323 - Peroxynitrite Modifies Components of the Extracellular Matrix of Human Atherosclerotic Lesions

Abstract

Background The extracellular matrix (ECM) is critical to the functional and mechanical properties of arteries, with matrix proteins interacting with growth factors and enzymes to regulate endothelial and smooth muscle cell function. These interactions are perturbed in atherosclerosis, where activated leukocytes generate oxidants that may induce endothelial cell dysfunction, alter ECM composition, and give rise to ECM remodelling, arterial stiffening and plaque formation. Hypothesis: that peroxynitrous acid (ONOOH) modifies isolated ECM proteins, ECM synthesised by human coronary artery endothelial cells (HCAEC), and ECM in human atherosclerotic lesions.
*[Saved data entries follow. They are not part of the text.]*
//! The page-generation loop.

use serde::Serialize;

use folio_core::PagePlan;
use folio_core::config::listing::ListingSettings;
use folio_core::error::AppError;
use folio_core::pager::compute_page;
use folio_core::result::AppResult;
use folio_core::traits::{Renderer, SliceSource};
use folio_core::types::{Navigation, PageResult};

/// One materialised listing page.
#[derive(Debug, Clone, Serialize)]
pub struct GeneratedPage<D> {
    /// Path the page is served at.
    pub path: String,
    /// Page number (1-based).
    pub page_number: u64,
    /// Rendered document.
    pub document: D,
}

/// Generates listing pages from a slice source and a renderer.
#[derive(Debug)]
pub struct ListingGenerator<S, R> {
    source: S,
    renderer: R,
    settings: ListingSettings,
}

impl<S, R> ListingGenerator<S, R>
where
    S: SliceSource,
    R: Renderer,
{
    /// Creates a new generator.
    pub fn new(source: S, renderer: R, settings: ListingSettings) -> Self {
        Self {
            source,
            renderer,
            settings,
        }
    }

    /// Plans the listing against the source's current size.
    pub async fn plan(&self) -> AppResult<PagePlan> {
        let total = self.source.total_items().await?;
        PagePlan::new(self.settings.base_slug(), self.settings.page_size(), total)
    }

    /// Generates every page, first to last.
    pub async fn generate(&self) -> AppResult<Vec<GeneratedPage<R::Document>>> {
        let plan = self.plan().await?;
        let num_pages = plan.num_pages();
        tracing::info!(
            "Generating {} listing page(s) under '{}'",
            num_pages,
            self.settings.base_slug()
        );

        let mut pages = Vec::new();
        for page in plan {
            pages.push(self.materialise(page).await?);
        }

        tracing::info!("Generated {} listing page(s)", pages.len());
        Ok(pages)
    }

    /// Generates a single page.
    ///
    /// Fails with `OutOfRange` when the listing has no such page.
    pub async fn generate_page(&self, page_number: u64) -> AppResult<GeneratedPage<R::Document>> {
        let plan = self.plan().await?;
        let page = compute_page(&plan.request(page_number))?;
        self.materialise(page).await
    }

    async fn materialise(&self, page: PageResult) -> AppResult<GeneratedPage<R::Document>> {
        let items = self.source.fetch_slice(page.offset, page.limit).await?;
        if items.len() as u64 > page.limit {
            return Err(AppError::external_service(format!(
                "Slice source returned {} items for page {} (limit {})",
                items.len(),
                page.page_number,
                page.limit
            )));
        }

        tracing::debug!(
            page = page.page_number,
            offset = page.offset,
            items = items.len(),
            "Rendering listing page '{}'",
            page.path
        );

        let navigation = Navigation::from_page(&page, self.settings.base_title());
        let document = self.renderer.render(items, &navigation).await?;

        Ok(GeneratedPage {
            path: page.path,
            page_number: page.page_number,
            document,
        })
    }
}
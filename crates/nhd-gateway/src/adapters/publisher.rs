//! # In-Memory Report Publisher
//!
//! Uses `tokio::sync::broadcast` so an in-process worker can subscribe to
//! report requests. The most recent messages, up to the channel capacity,
//! are also kept in a log for inspection. Distributed deployments would put a real message bus behind
//! the same port.

use crate::ports::{PublishError, ReportPublisher};
use async_trait::async_trait;
use parking_lot::RwLock;
use std::collections::VecDeque;
use std::sync::atomic::{AtomicU64, Ordering};
use tokio::sync::broadcast;
use tracing::debug;
use uuid::Uuid;

/// One message handed to the publisher.
#[derive(Debug, Clone, PartialEq, Eq)]
pub struct PublishedMessage {
    pub message_id: String,
    pub topic: String,
    pub data: Vec<u8>,
}

pub struct InMemoryPublisher {
    sender: broadcast::Sender<PublishedMessage>,
    /// Bounded to `capacity`; the oldest entry is dropped first.
    log: RwLock<VecDeque<PublishedMessage>>,
    capacity: usize,
    published: AtomicU64,
}

impl InMemoryPublisher {
    #[must_use]
    pub fn new() -> Self {
        Self::with_capacity(1024)
    }

    #[must_use]
    pub fn with_capacity(capacity: usize) -> Self {
        let capacity = capacity.max(1);
        let (sender, _) = broadcast::channel(capacity);
        Self {
            sender,
            log: RwLock::new(VecDeque::with_capacity(capacity)),
            capacity,
            published: AtomicU64::new(0),
        }
    }

    /// Receive every message published after this call.
    pub fn subscribe(&self) -> broadcast::Receiver<PublishedMessage> {
        self.sender.subscribe()
    }

    /// Copy of the retained messages, oldest first.
    pub fn messages(&self) -> Vec<PublishedMessage> {
        self.log.read().iter().cloned().collect()
    }

    pub fn messages_published(&self) -> u64 {
        self.published.load(Ordering::Relaxed)
    }
}

impl Default for InMemoryPublisher {
    fn default() -> Self {
        Self::new()
    }
}

#[async_trait]
impl ReportPublisher for InMemoryPublisher {
    async fn publish(&self, topic: &str, data: Vec<u8>) -> Result<String, PublishError> {
        let message = PublishedMessage {
            message_id: Uuid::new_v4().to_string(),
            topic: topic.to_string(),
            data,
        };
        let message_id = message.message_id.clone();

        {
            let mut log = self.log.write();
            if log.len() == self.capacity {
                log.pop_front();
            }
            log.push_back(message.clone());
        }
        self.published.fetch_add(1, Ordering::Relaxed);

        // No subscribers is not an error.
        let receivers = self.sender.send(message).unwrap_or(0);
        debug!(topic, message_id = %message_id, receivers, "report request published");

        Ok(message_id)
    }
}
Results Perlecan, fibronectin and laminins were detected in native HCAEC-ECM in vitro, and in human atherosclerotic lesions. A dose-dependent loss of antibody reactivity against perlecan protein and the cell-binding epitopes of fibronectin and laminin was detected on exposure to ONOOH. This was accompanied by a dose-dependent generation of the ONOOH biomarkers 3-nitrotyrosine, 6-nitrotryptophan and dityrosine. Tyr and Trp modification was quantified by loss of parent amino acids, and product formation. LC-MS peptide mass mapping indicates that changes occur in critical functional regions including the cell binding domain, consistent with decreased HCAEC adhesion and spreading on ONOOH-modified ECM proteins compared to controls in vitro. Studies on advanced human atherosclerotic lesions have provided strong evidence for co-localisation of perlecan, fibronectin and laminins with 3-nitrotyrosine epitopes. Conclusions ONOOH induces structural and functional changes in ECM proteins, and particularly to fibronectin and laminins, critical to endothelial cell function. These data suggest a mechanism through which ONOOH can modify arterial ECM basement membrane in atherosclerotic lesions and give rise to ECM remodelling.